===== Input records =====

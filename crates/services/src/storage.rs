use std::collections::HashMap;
use std::path::PathBuf;

use thiserror::Error;
use tracing::debug;

#[derive(Debug, Error)]
pub enum StorageError {
    #[error("Storage I/O error: {0}")]
    Io(#[from] std::io::Error),
}

pub type StorageResult<T> = Result<T, StorageError>;

/// Durable, string-valued local storage. Synchronous by contract: the
/// store mutates and persists on a single logical writer.
pub trait StorageBackend: Send + Sync {
    fn get(&self, key: &str) -> StorageResult<Option<String>>;
    fn set(&self, key: &str, value: &str) -> StorageResult<()>;
    fn remove(&self, key: &str) -> StorageResult<()>;
}

/// One JSON file per key under a data directory.
pub struct FileStorage {
    dir: PathBuf,
}

impl FileStorage {
    pub fn new(dir: impl Into<PathBuf>) -> StorageResult<Self> {
        let dir = dir.into();
        std::fs::create_dir_all(&dir)?;
        Ok(Self { dir })
    }

    fn path_for(&self, key: &str) -> PathBuf {
        self.dir.join(format!("{key}.json"))
    }
}

impl StorageBackend for FileStorage {
    fn get(&self, key: &str) -> StorageResult<Option<String>> {
        match std::fs::read_to_string(self.path_for(key)) {
            Ok(value) => Ok(Some(value)),
            Err(e) if e.kind() == std::io::ErrorKind::NotFound => Ok(None),
            Err(e) => Err(e.into()),
        }
    }

    fn set(&self, key: &str, value: &str) -> StorageResult<()> {
        debug!(key, bytes = value.len(), "Persisting storage entry");
        std::fs::write(self.path_for(key), value)?;
        Ok(())
    }

    fn remove(&self, key: &str) -> StorageResult<()> {
        match std::fs::remove_file(self.path_for(key)) {
            Ok(()) => Ok(()),
            Err(e) if e.kind() == std::io::ErrorKind::NotFound => Ok(()),
            Err(e) => Err(e.into()),
        }
    }
}

/// In-memory backend for tests and ephemeral sessions.
#[derive(Default)]
pub struct MemoryStorage {
    entries: parking_lot::Mutex<HashMap<String, String>>,
}

impl MemoryStorage {
    pub fn new() -> Self {
        Self::default()
    }
}

impl StorageBackend for MemoryStorage {
    fn get(&self, key: &str) -> StorageResult<Option<String>> {
        Ok(self.entries.lock().get(key).cloned())
    }

    fn set(&self, key: &str, value: &str) -> StorageResult<()> {
        self.entries.lock().insert(key.to_string(), value.to_string());
        Ok(())
    }

    fn remove(&self, key: &str) -> StorageResult<()> {
        self.entries.lock().remove(key);
        Ok(())
    }
}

=====

● What you have to do: Copy all lines from the material that hold "NotFound".

● Final answer:
            Err(e) if e.kind() == std::io::ErrorKind::NotFound => Ok(None),
            Err(e) if e.kind() == std::io::ErrorKind::NotFound => Ok(()),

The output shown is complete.